Properties of dust in the high-latitude translucent cloud L1780 I: Spatially distinct dust populations and increased dust emissivity from ISO observations

TL;DR

This study analyzes dust properties in the high-latitude cloud L1780 using ISO far-infrared observations, revealing distinct dust populations and increased dust emissivity in the cold core, indicating grain evolution.

Contribution

It provides new insights into spatially distinct dust grain populations and increased emissivity in a translucent cloud based on multi-wavelength ISO data.

Findings

Identification of separate maxima for large grains, PAHs, and VSGs in the cloud.

Evidence of increased dust emissivity in the cold core.

Detection of overabundance of PAHs and VSGs in L1780.

Abstract

We have analyzed the properties of dust in the high galactic latitude translucent cloud Lynds 1780 using ISOPHOT maps at 100 and 200 micrometers and raster scans at 60, 80, 100, 120, 150 and 200 micrometers.

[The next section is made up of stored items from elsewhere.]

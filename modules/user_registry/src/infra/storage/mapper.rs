use sea_orm::Set;

use crate::contract::model::User;
use crate::infra::storage::entity::{ActiveModel, Model};

impl From<Model> for User {
    fn from(m: Model) -> Self {
        Self {
            user_id: m.user_id,
            first_name: m.first_name,
            last_name: m.last_name,
            email_address: m.email_address,
            phone_number: m.phone_number,
            created_at: m.created_at,
            last_updated_at: m.last_updated_at,
        }
    }
}

impl From<&User> for ActiveModel {
    fn from(u: &User) -> Self {
        Self {
            user_id: Set(u.user_id.clone()),
            first_name: Set(u.first_name.clone()),
            last_name: Set(u.last_name.clone()),
            email_address: Set(u.email_address.clone()),
            phone_number: Set(u.phone_number.clone()),
            created_at: Set(u.created_at),
            last_updated_at: Set(u.last_updated_at),
        }
    }
}
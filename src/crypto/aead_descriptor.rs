use crate::error::{OracleError, Result};

/// Depicts an AEAD construction which generates its nonce internally
/// and frames its output as `nonce || ciphertext || tag`.
#[derive(Debug, PartialEq, Eq, Clone, Copy)]
pub struct AeadDescriptor {
    pub identifier: &'static str,
    pub key_len_bits: usize,
    pub nonce_len: usize,
    /// longest supported authentication tag, also used when no tag length is requested
    pub max_tag_len: usize,
    /// upper bound of output bytes on top of the plaintext
    pub max_overhead: usize,
}

pub type AeadDescriptorRef = &'static AeadDescriptor;

const GCM_NONCE_LEN: usize = 12;
const GCM_TAG_LEN: usize = 16;

impl AeadDescriptor {
    const fn aes_gcm(identifier: &'static str, key_len_bits: usize) -> Self {
        Self {
            identifier,
            key_len_bits,
            nonce_len: GCM_NONCE_LEN,
            max_tag_len: GCM_TAG_LEN,
            max_overhead: GCM_NONCE_LEN + GCM_TAG_LEN,
        }
    }

    pub const fn key_len(&self) -> usize {
        self.key_len_bits / 8
    }
}

static AEADS: phf::Map<&'static str, AeadDescriptor> = phf::phf_map! {
    "aes-128-gcm" => AeadDescriptor::aes_gcm("aes-128-gcm", 128),
    "aes-256-gcm" => AeadDescriptor::aes_gcm("aes-256-gcm", 256),
};

/// Looks up the AEAD construction registered under `identifier`, exact and case sensitive.
pub fn resolve_aead(identifier: &str) -> Result<AeadDescriptorRef> {
    AEADS.get(identifier).ok_or_else(|| {
        log::debug!("No AEAD registered as {identifier:?}");
        OracleError::NotFound(identifier.to_owned())
    })
}

/// All constructions which can be resolved by [`resolve_aead`]
pub fn supported_aeads() -> impl Iterator<Item = AeadDescriptorRef> {
    AEADS.values()
}

#[cfg(test)]
mod test {
    use super::*;
    use pretty_assertions::assert_eq;
    use test_case::test_case;

    #[test_case("aes-128-gcm", 128)]
    #[test_case("aes-256-gcm", 256)]
    fn resolves_aes_gcm(identifier: &str, key_len_bits: usize) {
        let descriptor = resolve_aead(identifier).unwrap();

        assert_eq!(descriptor.identifier, identifier);
        assert_eq!(descriptor.key_len_bits, key_len_bits);
        assert_eq!(descriptor.nonce_len, 12);
        assert_eq!(descriptor.max_overhead, 28);
    }

    #[test]
    fn rejects_unknown_identifier() {
        assert_eq!(
            resolve_aead("chacha20-poly1305"),
            Err(OracleError::NotFound("chacha20-poly1305".into()))
        );
        assert_eq!(supported_aeads().count(), 2);
    }
}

In far-infrared (FIR) emission, the cloud has a single core that coincides with the maxima of visual extinction and 200um optical depth. At the resolution of 3.0 arcmin, the maximum visual extinction is 4.0 mag. At the cloud core, the minimum temperature and the maximum 200um optical depth are 14.9+/-0.4 K and 2.0+/-0.2x10^{-3}, respectively, at the resolution of 1.5 arcmin. The cloud mass is estimated to be 18M_{SUN}. The FIR observations, combined with IRAS observations, suggest the presence of different, spatially distinct dust grain populations in the cloud: the FIR core region is the realm of the "classical" large grains, whereas the very small grains and the PAHs have separate maxima on the Eastern side of the cold core, towards the "tail" of this cometary-shaped cloud. The color ratios indicate an overabundance of PAHs and VSGs in L1780. Our FIR observations combined with the optical extinction data indicate an increase of the emissivity of the big grain dust component in the cold core, suggesting grain coagulation or some other change in the properties of the large grains. Based on our observations, we also address the question, to what extent the 80um emission and even the 100um and the 120um emission contain a contribution from the small-grain component.